US Poverty Estimates Miss 13 Million Poor, Gallup Survey Shows

Poll suggests that the US method of setting the poverty level may be badly outdated

WHO'S poor - and who isn't? And how do you decide? The definitive answers to these deceptively difficult questions have eluded the United States for the quarter century since it began a broad array of antipoverty programs. They all require some way to identify the poor.

Now there are new answers, based on surveys conducted by the Gallup Organization. About 13 million more Americans are poor than the government says, according to this way of measure.

Who does it ask how much money is needed to be out of poverty? The public. ``The American public has at least as good an idea, and I believe better,'' as government in deciding this, says Rob Pollack, executive director of Families USA Foundation. It and the Center for Budget and Policy Priorities, both Washington-based nonprofit organizations, issued the new poverty report, based on pollings by the Gallup Organization.

The mythical American family of four needs $12,092 to be just above poverty, according to the official government way of measuring poverty. Any less and the family is officially poor.

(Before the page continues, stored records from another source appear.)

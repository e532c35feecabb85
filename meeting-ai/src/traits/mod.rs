pub mod analysis;
pub mod transcription;
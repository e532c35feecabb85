use chrono::Utc;
use password_auth::generate_hash;
use sea_orm::{ActiveModelTrait, DatabaseConnection, Set, Value};
use std::collections::HashMap;

pub use entity::{
    analyses, analysis_items, credential_key, language, meeting_status, meeting_tags, meetings,
    projects, settings, speakers, tags, transcripts, users, utterances, Id,
};

pub mod analysis;
pub mod error;
pub mod meeting;
pub mod meeting_tag;
pub mod mutate;
pub mod project;
pub mod query;
pub mod setting;
pub mod speaker;
pub mod tag;
pub mod transcript;
pub mod user;

pub use mutate::{IntoUpdateMap, UpdateMap};

/// `QueryFilterMap` is a data structure that serves as a bridge for translating filter parameters
/// between different layers of the application. It is essentially a wrapper around a `HashMap`
/// where the keys are column names (as `String`) and the values are optional `Value` types
/// from `sea_orm`.
///
/// # Example
///
/// ```
/// use sea_orm::Value;
/// use entity_api::QueryFilterMap;
///
/// let mut query_filter_map = QueryFilterMap::new();
/// query_filter_map.insert("is_favorite".to_string(), Some(Value::Bool(Some(true))));
/// let filter_value = query_filter_map.get("is_favorite");
/// ```
pub struct QueryFilterMap {
    map: HashMap<String, Option<Value>>,
}

impl QueryFilterMap {
    pub fn new() -> Self {
        Self {
            map: HashMap::new(),
        }
    }

    pub fn get(&self, key: &str) -> Option<Value> {
        // HashMap.get returns an Option and so we need to "flatten" this to a single Option
        self.map
            .get(key)
            .and_then(|inner_option| inner_option.clone())
    }

    pub fn insert(&mut self, key: String, value: Option<Value>) {
        self.map.insert(key, value);
    }
}

impl Default for QueryFilterMap {
    fn default() -> Self {
        Self::new()
    }
}

/// `IntoQueryFilterMap` is a trait that provides a method for converting a struct into a `QueryFilterMap`.
/// Implementing it lets web query parameters flow down to `query::find_by` without the
/// web layer knowing anything about SeaORM's query builder.
pub trait IntoQueryFilterMap {
    fn into_query_filter_map(self) -> QueryFilterMap;
}

/// Seeds a development database with a demo account, a project and a few tags.
pub async fn seed_database(db: &DatabaseConnection) -> Result<(), error::Error> {
    let now = Utc::now();

    let demo_user = users::ActiveModel {
        id: Set(Id::new_v4()),
        email: Set("demo@meetingnotes.local".to_owned()),
        display_name: Set(Some("Demo User".to_owned())),
        password: Set(generate_hash("password")),
        created_at: Set(now.into()),
        updated_at: Set(now.into()),
    }
    .insert(db)
    .await?;

    for (name, color, icon) in [
        ("Engineering", "#3B82F6", Some("code")),
        ("Customer Calls", "#10B981", Some("phone")),
    ] {
        projects::ActiveModel {
            id: Set(Id::new_v4()),
            user_id: Set(demo_user.id),
            name: Set(name.to_owned()),
            color: Set(color.to_owned()),
            icon: Set(icon.map(str::to_owned)),
            created_at: Set(now.into()),
            updated_at: Set(now.into()),
        }
        .insert(db)
        .await?;
    }

    for (name, color) in [("standup", "#F59E0B"), ("planning", "#8B5CF6")] {
        tags::ActiveModel {
            id: Set(Id::new_v4()),
            user_id: Set(demo_user.id),
            name: Set(name.to_owned()),
            color: Set(color.to_owned()),
            created_at: Set(now.into()),
            updated_at: Set(now.into()),
        }
        .insert(db)
        .await?;
    }

    Ok(())
}

#[cfg(test)]
mod tests {
    use super::*;

    #[test]
    fn query_filter_map_flattens_missing_values() {
        let mut query_filter_map = QueryFilterMap::new();
        query_filter_map.insert("project_id".to_string(), None);
        query_filter_map.insert("is_favorite".to_string(), Some(Value::Bool(Some(true))));

        assert!(query_filter_map.get("project_id").is_none());
        assert!(query_filter_map.get("status").is_none());
        assert_eq!(
            query_filter_map.get("is_favorite"),
            Some(Value::Bool(Some(true)))
        );
    }
}
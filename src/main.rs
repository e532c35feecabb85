use log::{error, info};
use migration::{Migrator, MigratorTrait};
use service::{config::Config, logging::Logger};
use std::sync::Arc;

#[tokio::main]
async fn main() {
    let config = Config::new();
    if let Err(e) = Logger::init_logger(&config) {
        eprintln!("Failed to start logger: {e}");
    }

    info!("Starting up the Meeting Notes backend...");

    let db = match service::init_database(&config).await {
        Ok(db) => Arc::new(db),
        Err(e) => {
            error!("Failed to establish database connection: {e}");
            std::process::exit(1);
        }
    };

    if let Err(e) = Migrator::up(db.as_ref(), None).await {
        error!("Failed to apply database migrations: {e}");
        std::process::exit(1);
    }

    if let Err(e) = tokio::fs::create_dir_all(config.upload_dir()).await {
        error!(
            "Failed to create upload directory {}: {e}",
            config.upload_dir().display()
        );
        std::process::exit(1);
    }

    let service_state = service::AppState::new(config, &db);
    let app_state = web::AppState::new(service_state);

    if let Err(e) = web::init_server(app_state).await {
        error!("Server stopped with an error: {e}");
        std::process::exit(1);
    }
}
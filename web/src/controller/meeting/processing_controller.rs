use crate::controller::ApiResponse;
use crate::extractors::{
    authenticated_user::AuthenticatedUser, compare_api_version::CompareApiVersion,
};
use crate::{AppState, Error};
use axum::extract::{Path, State};
use axum::http::StatusCode;
use axum::response::IntoResponse;
use axum::Json;
use domain::meeting::{self as MeetingApi, ProcessingStatus};
use domain::processing as ProcessingApi;
use domain::Id;
use service::config::ApiVersion;

use log::*;

/// POST start transcription and analysis of a Meeting
///
/// Returns as soon as the Meeting is claimed; poll `GET /meetings/{id}/status` for
/// progress.
#[utoipa::path(
    post,
    path = "/meetings/{id}/process",
    params(
        ApiVersion,
        ("id" = Uuid, Path, description = "Id of the Meeting to process"),
    ),
    responses(
        (status = 202, description = "Processing started", body = domain::meeting::ProcessingStatus),
        (status = 401, description = "Unauthorized"),
        (status = 403, description = "Forbidden"),
        (status = 404, description = "Meeting not found"),
        (status = 409, description = "Meeting already processed or being processed"),
        (status = 429, description = "Too many processing requests"),
    ),
    security(
        ("cookie_auth" = [])
    )
)]
pub async fn create(
    CompareApiVersion(_v): CompareApiVersion,
    AuthenticatedUser(user): AuthenticatedUser,
    State(app_state): State<AppState>,
    Path(id): Path<Id>,
) -> Result<impl IntoResponse, Error> {
    debug!("POST Process Meeting {id}");

    app_state.processing_limiter.check(&user.id.to_string())?;

    ProcessingApi::start_processing(app_state.db_conn(), app_state.config(), user.id, id).await?;

    let meeting = MeetingApi::find_by_id(app_state.db_conn_ref(), id).await?;

    info!("Processing of Meeting {id} started");

    Ok((
        StatusCode::ACCEPTED,
        Json(ApiResponse::new(
            StatusCode::ACCEPTED.into(),
            ProcessingStatus::from(&meeting),
        )),
    ))
}

/// GET the processing status of a Meeting
#[utoipa::path(
    get,
    path = "/meetings/{id}/status",
    params(
        ApiVersion,
        ("id" = Uuid, Path, description = "Id of the Meeting"),
    ),
    responses(
        (status = 200, description = "Current processing status", body = domain::meeting::ProcessingStatus),
        (status = 401, description = "Unauthorized"),
        (status = 403, description = "Forbidden"),
        (status = 404, description = "Meeting not found"),
    ),
    security(
        ("cookie_auth" = [])
    )
)]
pub async fn read(
    CompareApiVersion(_v): CompareApiVersion,
    AuthenticatedUser(user): AuthenticatedUser,
    State(app_state): State<AppState>,
    Path(id): Path<Id>,
) -> Result<impl IntoResponse, Error> {
    trace!("GET Processing status of Meeting {id}");

    let meeting = MeetingApi::find_by_id_for_user(app_state.db_conn_ref(), user.id, id).await?;

    Ok(Json(ApiResponse::new(
        StatusCode::OK.into(),
        ProcessingStatus::from(&meeting),
    )))
}
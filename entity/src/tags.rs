use crate::Id;
use sea_orm::entity::prelude::*;
use serde::{Deserialize, Serialize};
use utoipa::ToSchema;

#[derive(Clone, Debug, PartialEq, Eq, DeriveEntityModel, Serialize, Deserialize, ToSchema)]
#[schema(as = entity::tags::Model)]
#[sea_orm(schema_name = "meeting_notes", table_name = "tags")]
pub struct Model {
    #[serde(skip_deserializing)]
    #[sea_orm(primary_key)]
    pub id: Id,

    #[serde(skip_deserializing)]
    pub user_id: Id,

    pub name: String,

    pub color: String,

    #[serde(skip_deserializing)]
    #[schema(value_type = String, format = DateTime)]
    pub created_at: DateTimeWithTimeZone,

    #[serde(skip_deserializing)]
    #[schema(value_type = String, format = DateTime)]
    pub updated_at: DateTimeWithTimeZone,
}

#[derive(Copy, Clone, Debug, EnumIter, DeriveRelation)]
pub enum Relation {
    #[sea_orm(
        belongs_to = "super::users::Entity",
        from = "Column::UserId",
        to = "super::users::Column::Id",
        on_update = "NoAction",
        on_delete = "Cascade"
    )]
    Users,

    #[sea_orm(has_many = "super::meeting_tags::Entity")]
    MeetingTags,
}

impl Related<super::users::Entity> for Entity {
    fn to() -> RelationDef {
        Relation::Users.def()
    }
}

impl Related<super::meetings::Entity> for Entity {
    fn to() -> RelationDef {
        super::meeting_tags::Relation::Meetings.def()
    }

    fn via() -> Option<RelationDef> {
        Some(super::meeting_tags::Relation::Tags.def().rev())
    }
}

impl ActiveModelBehavior for ActiveModel {}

Americans told Gallup that isn't enough money: $15,017, they said, should be the proper measure.

Using this measure millions more American children would be classified as poor: one in four, instead of one in five.

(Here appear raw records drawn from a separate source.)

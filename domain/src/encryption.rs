//! AES-256-GCM encryption of third-party API keys stored in the settings table.
//!
//! The key is a deployment-wide 32-byte secret provided hex-encoded through the
//! `ENCRYPTION_KEY` environment variable. Sealed values are stored as base64 of
//! `nonce || ciphertext` so they fit a plain text column.

use aes_gcm::{
    aead::{Aead, KeyInit},
    Aes256Gcm, Nonce,
};
use base64::{engine::general_purpose::STANDARD as BASE64, Engine};
use rand::Rng;
use std::fmt;
use thiserror::Error;

/// 12-byte nonce size for AES-GCM
const NONCE_SIZE: usize = 12;

const KEY_SIZE: usize = 32;

/// Errors that can occur during encryption/decryption operations
#[derive(Debug, Error)]
pub enum EncryptionError {
    #[error("Invalid encryption key: must be 32 bytes (64 hex characters)")]
    InvalidKey,

    #[error("Failed to decode hex key: {0}")]
    HexDecodeError(#[from] hex::FromHexError),

    #[error("Failed to decode base64 ciphertext: {0}")]
    Base64DecodeError(#[from] base64::DecodeError),

    #[error("Encryption failed")]
    EncryptionFailed,

    #[error("Decryption failed - data may be corrupted or key is incorrect")]
    DecryptionFailed,

    #[error("Ciphertext too short - missing nonce")]
    CiphertextTooShort,

    #[error("No encryption key configured")]
    NoKeyConfigured,
}

/// A ready-to-use AES-256-GCM cipher built from the configured key.
#[derive(Clone)]
pub struct Cipher {
    inner: Aes256Gcm,
}

impl fmt::Debug for Cipher {
    fn fmt(&self, f: &mut fmt::Formatter<'_>) -> fmt::Result {
        f.write_str("Cipher { .. }")
    }
}

impl Cipher {
    /// Builds a cipher from a 64 character hex key.
    pub fn from_hex(key_hex: &str) -> Result<Self, EncryptionError> {
        let bytes = hex::decode(key_hex.trim())?;
        if bytes.len() != KEY_SIZE {
            return Err(EncryptionError::InvalidKey);
        }
        let inner = Aes256Gcm::new_from_slice(&bytes).map_err(|_| EncryptionError::InvalidKey)?;
        Ok(Self { inner })
    }

    /// Builds a cipher from an optional key, failing with `NoKeyConfigured` when absent.
    pub fn from_config(key_hex: Option<&str>) -> Result<Self, EncryptionError> {
        match key_hex {
            Some(key_hex) if !key_hex.trim().is_empty() => Self::from_hex(key_hex),
            _ => Err(EncryptionError::NoKeyConfigured),
        }
    }

    /// Encrypts `plaintext` under a fresh random nonce.
    pub fn seal(&self, plaintext: &str) -> Result<String, EncryptionError> {
        let mut nonce_bytes = [0u8; NONCE_SIZE];
        rand::thread_rng().fill(&mut nonce_bytes);
        let nonce = Nonce::from_slice(&nonce_bytes);

        let ciphertext = self
            .inner
            .encrypt(nonce, plaintext.as_bytes())
            .map_err(|_| EncryptionError::EncryptionFailed)?;

        let mut combined = nonce_bytes.to_vec();
        combined.extend(ciphertext);

        Ok(BASE64.encode(combined))
    }

    /// Reverses [`Cipher::seal`].
    pub fn open(&self, sealed: &str) -> Result<String, EncryptionError> {
        let combined = BASE64.decode(sealed)?;

        if combined.len() < NONCE_SIZE {
            return Err(EncryptionError::CiphertextTooShort);
        }

        let (nonce_bytes, ciphertext) = combined.split_at(NONCE_SIZE);
        let nonce = Nonce::from_slice(nonce_bytes);

        let plaintext_bytes = self
            .inner
            .decrypt(nonce, ciphertext)
            .map_err(|_| EncryptionError::DecryptionFailed)?;

        String::from_utf8(plaintext_bytes).map_err(|_| EncryptionError::DecryptionFailed)
    }
}
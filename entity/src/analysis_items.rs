//! Structured analysis values stored as JSON columns on the analyses table.

use sea_orm::FromJsonQueryResult;
use serde::{Deserialize, Serialize};
use utoipa::ToSchema;

/// Lowest and highest importance a topic may carry.
pub const MIN_IMPORTANCE: u8 = 1;
pub const MAX_IMPORTANCE: u8 = 5;

#[derive(Clone, Debug, PartialEq, Eq, Serialize, Deserialize, ToSchema)]
pub struct Topic {
    pub title: String,
    pub description: String,
    /// 1 (minor) to 5 (central to the meeting)
    pub importance: u8,
}

#[derive(Clone, Debug, PartialEq, Eq, Serialize, Deserialize, ToSchema)]
pub struct KeyPoint {
    pub point: String,
    pub context: Option<String>,
    /// Name or label of the speaker the point is attributed to
    pub speaker: Option<String>,
}

#[derive(Clone, Copy, Debug, Default, PartialEq, Eq, Serialize, Deserialize, ToSchema)]
#[serde(rename_all = "lowercase")]
pub enum Priority {
    High,
    #[default]
    Medium,
    Low,
}

impl Priority {
    /// Parses a model supplied priority; anything unrecognized is treated as medium.
    pub fn from_loose(value: Option<&str>) -> Priority {
        match value.map(|v| v.trim().to_lowercase()).as_deref() {
            Some("high") => Priority::High,
            Some("low") => Priority::Low,
            _ => Priority::Medium,
        }
    }
}

impl std::fmt::Display for Priority {
    fn fmt(&self, fmt: &mut std::fmt::Formatter<'_>) -> std::fmt::Result {
        match self {
            Priority::High => write!(fmt, "high"),
            Priority::Medium => write!(fmt, "medium"),
            Priority::Low => write!(fmt, "low"),
        }
    }
}

#[derive(Clone, Debug, PartialEq, Eq, Serialize, Deserialize, ToSchema)]
pub struct ActionItem {
    pub item: String,
    pub assignee: Option<String>,
    pub priority: Priority,
}

/// A name the analysis model attributed to a diarized speaker.
#[derive(Clone, Debug, PartialEq, Eq, Serialize, Deserialize, ToSchema)]
pub struct SpeakerName {
    pub speaker_index: i32,
    pub name: String,
}

#[derive(Clone, Debug, Default, PartialEq, Eq, Serialize, Deserialize, FromJsonQueryResult, ToSchema)]
pub struct Topics(pub Vec<Topic>);

#[derive(Clone, Debug, Default, PartialEq, Eq, Serialize, Deserialize, FromJsonQueryResult, ToSchema)]
pub struct KeyPoints(pub Vec<KeyPoint>);

#[derive(Clone, Debug, Default, PartialEq, Eq, Serialize, Deserialize, FromJsonQueryResult, ToSchema)]
pub struct ActionItems(pub Vec<ActionItem>);

#[derive(Clone, Debug, Default, PartialEq, Eq, Serialize, Deserialize, FromJsonQueryResult, ToSchema)]
pub struct SpeakerNames(pub Vec<SpeakerName>);

impl SpeakerNames {
    /// Name inferred for the speaker at `speaker_index`, if any.
    pub fn name_for(&self, speaker_index: i32) -> Option<&str> {
        self.0
            .iter()
            .find(|entry| entry.speaker_index == speaker_index)
            .map(|entry| entry.name.as_str())
    }
}

#[cfg(test)]
mod tests {
    use super::*;

    #[test]
    fn priority_from_loose_defaults_to_medium() {
        assert_eq!(Priority::from_loose(Some("HIGH")), Priority::High);
        assert_eq!(Priority::from_loose(Some(" low ")), Priority::Low);
        assert_eq!(Priority::from_loose(Some("urgent")), Priority::Medium);
        assert_eq!(Priority::from_loose(None), Priority::Medium);
    }

    #[test]
    fn name_for_finds_the_matching_speaker() {
        let names = SpeakerNames(vec![
            SpeakerName {
                speaker_index: 0,
                name: "Alice".to_string(),
            },
            SpeakerName {
                speaker_index: 2,
                name: "Carol".to_string(),
            },
        ]);
        assert_eq!(names.name_for(2), Some("Carol"));
        assert_eq!(names.name_for(1), None);
    }
}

More elderly people would be poor, as well: one in four, instead of one in eight.

``When approximately one out of four persons at both ends of the [age] spectrum fall below what Americans consider poverty,'' Mr. Pollack says, ``it's time to reorder our national priorities.''

If these more generous measures were adopted more people would be helped, but the additional participants would swell the cost of government social programs. Given America's massive budget deficit and difficulty dealing with it, any such change in the poverty level is not conceivable for the foreseeable future.

This is not the first proposal to change the way of calculating poverty. For years liberals have sought to raise the poverty level. During the Reagan presidency conservatives sought to have nonmoney financial aid, such as food stamps, counted as income. This would have decreased the number of people in poverty.

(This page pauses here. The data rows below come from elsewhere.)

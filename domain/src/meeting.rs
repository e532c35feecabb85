use crate::error::{EntityErrorKind, Error, InternalErrorKind};
use crate::meetings::Model;
use crate::{project, tag, tags, upload, Id};
use chrono::{DateTime, FixedOffset};
use entity::language::Language;
use entity::meeting_status::MeetingStatus;
use entity_api::{meeting, meeting_tag, IntoQueryFilterMap, IntoUpdateMap};
use log::*;
use sea_orm::DatabaseConnection;
use serde::Serialize;
use service::config::Config;
use utoipa::ToSchema;

/// User supplied metadata accompanying an audio upload.
#[derive(Debug, Clone, Default, PartialEq)]
pub struct NewMeeting {
    pub title: Option<String>,
    pub description: Option<String>,
    pub language: Option<Language>,
    pub project_id: Option<Id>,
    pub ai_instructions: Option<String>,
}

/// An uploaded audio file held in memory until it is validated and stored.
#[derive(Debug, Clone, PartialEq)]
pub struct AudioUpload {
    pub filename: String,
    pub bytes: Vec<u8>,
}

/// A meeting together with the tags attached to it.
#[derive(Debug, Clone, PartialEq, Serialize, ToSchema)]
pub struct MeetingWithTags {
    #[serde(flatten)]
    pub meeting: Model,
    pub tags: Vec<tags::Model>,
}

/// Processing progress of a meeting, polled by clients while a run is in flight.
#[derive(Debug, Clone, PartialEq, Serialize, ToSchema)]
pub struct ProcessingStatus {
    #[schema(value_type = Uuid)]
    pub id: Id,
    pub status: MeetingStatus,
    pub processing_error: Option<String>,
    #[schema(value_type = Option<String>, format = DateTime)]
    pub processed_at: Option<DateTime<FixedOffset>>,
}

impl From<&Model> for ProcessingStatus {
    fn from(meeting: &Model) -> Self {
        ProcessingStatus {
            id: meeting.id,
            status: meeting.status,
            processing_error: meeting.processing_error.clone(),
            processed_at: meeting.processed_at,
        }
    }
}

/// Validates and stores an uploaded recording, then inserts its meeting in `pending`.
///
/// The stored file is removed again if the meeting row cannot be written.
pub async fn create(
    db: &DatabaseConnection,
    config: &Config,
    user_id: Id,
    new_meeting: NewMeeting,
    audio: AudioUpload,
) -> Result<Model, Error> {
    let extension = upload::validate(
        &audio.filename,
        audio.bytes.len() as u64,
        config.max_upload_bytes,
    )?;

    if let Some(project_id) = new_meeting.project_id {
        project::find_by_id_for_user(db, user_id, project_id).await?;
    }

    let storage_path = upload::store(config.upload_dir(), &extension, &audio.bytes).await?;

    let title = new_meeting
        .title
        .map(|title| title.trim().to_owned())
        .filter(|title| !title.is_empty())
        .unwrap_or_else(|| default_title(&audio.filename));

    let now = chrono::Utc::now();
    let meeting_model = Model {
        id: Id::new_v4(),
        user_id,
        project_id: new_meeting.project_id,
        title,
        description: new_meeting.description,
        language: new_meeting.language.unwrap_or_default(),
        status: MeetingStatus::Pending,
        duration_seconds: None,
        storage_path: storage_path.to_string_lossy().into_owned(),
        original_filename: audio.filename,
        file_size_bytes: audio.bytes.len() as i64,
        processing_error: None,
        ai_instructions: new_meeting
            .ai_instructions
            .filter(|instructions| !instructions.trim().is_empty()),
        is_favorite: false,
        processed_at: None,
        created_at: now.into(),
        updated_at: now.into(),
    };

    match meeting::create(db, meeting_model).await {
        Ok(meeting) => {
            info!("Created meeting {} for user {user_id}", meeting.id);
            Ok(meeting)
        }
        Err(e) => {
            warn!("Meeting insert failed, discarding stored audio: {e:?}");
            upload::remove(&storage_path).await?;
            Err(e.into())
        }
    }
}

/// Title used when the upload did not name the meeting: the file name without its
/// extension.
pub fn default_title(filename: &str) -> String {
    let stem = std::path::Path::new(filename)
        .file_stem()
        .and_then(|stem| stem.to_str())
        .unwrap_or_default()
        .trim();
    if stem.is_empty() {
        "Untitled meeting".to_owned()
    } else {
        stem.to_owned()
    }
}

pub async fn find_by_id(db: &DatabaseConnection, id: Id) -> Result<Model, Error> {
    Ok(meeting::find_by_id(db, id).await?)
}

pub async fn find_by(
    db: &DatabaseConnection,
    params: impl IntoQueryFilterMap,
) -> Result<Vec<Model>, Error> {
    Ok(meeting::find_by(db, params.into_query_filter_map()).await?)
}

/// Looks a meeting up on behalf of `user_id`. Meetings of other users read as not found.
pub async fn find_by_id_for_user(
    db: &DatabaseConnection,
    user_id: Id,
    id: Id,
) -> Result<Model, Error> {
    let meeting = meeting::find_by_id(db, id).await?;
    if meeting.user_id != user_id {
        debug!("User {user_id} requested meeting {id} owned by another user");
        return Err(Error::not_found());
    }
    Ok(meeting)
}

pub async fn find_with_tags(db: &DatabaseConnection, meeting: Model) -> Result<MeetingWithTags, Error> {
    let tags = tag::find_by_meeting(db, meeting.id).await?;
    Ok(MeetingWithTags { meeting, tags })
}

pub async fn update(
    db: &DatabaseConnection,
    user_id: Id,
    id: Id,
    params: impl IntoUpdateMap,
) -> Result<Model, Error> {
    let update_map = params.into_update_map();
    if let Some(sea_orm::Value::Uuid(Some(project_id))) = update_map.get("project_id") {
        project::find_by_id_for_user(db, user_id, **project_id).await?;
    }
    Ok(meeting::update(db, id, update_map).await?)
}

/// Deletes a meeting with everything derived from it, then its audio file.
pub async fn delete(db: &DatabaseConnection, meeting: Model) -> Result<(), Error> {
    meeting::delete_by_id(db, meeting.id).await?;
    upload::remove(std::path::Path::new(&meeting.storage_path)).await?;
    info!("Deleted meeting {}", meeting.id);
    Ok(())
}

/// Replaces the tags of a meeting. Every tag must belong to `user_id`.
pub async fn set_tags(
    db: &DatabaseConnection,
    user_id: Id,
    meeting_id: Id,
    tag_ids: Vec<Id>,
) -> Result<Vec<tags::Model>, Error> {
    let owned: Vec<Id> = tag::find_by_user(db, user_id)
        .await?
        .into_iter()
        .map(|tag| tag.id)
        .collect();

    if let Some(foreign) = tag_ids.iter().find(|id| !owned.contains(id)) {
        warn!("Refusing to attach tag {foreign} not owned by user {user_id}");
        return Err(Error {
            source: None,
            error_kind: crate::error::DomainErrorKind::Internal(InternalErrorKind::Entity(
                EntityErrorKind::Invalid,
            )),
        });
    }

    meeting_tag::replace_for_meeting(db, meeting_id, tag_ids).await?;
    Ok(tag::find_by_meeting(db, meeting_id).await?)
}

The means of calculating the poverty level, originated in 1965, is still used today. The US government decided that anyone was poor whose income was less than three times the cost of a week's foodstuffs, as measured by the Agriculture Department. That formula was chosen largely because government needed some yardstick, and a survey several years before had indicated that average Americans spent one-third of their income on food.

If this formula ever was adequate it is not now, says Robert Greenstein, director of the Center for Budget and Policy Priorities. ``Times change,'' he notes, and the ratio of one kind of expense to another consequently changes. For instance, families now spend closer to one-fifth of their income on food, and much more on housing than 25 years ago, he points out.

The elderly are judged by a lower official poverty level than the rest of America on the assumption that they eat less and therefore pay less for food. But surveys indicate they have higher medical expenses, which are not taken into account. ``Poor elderly can't sustain themselves on the lower level,'' says Kathleen Scholl, senior economic coordinator of the American Association of Retired Persons.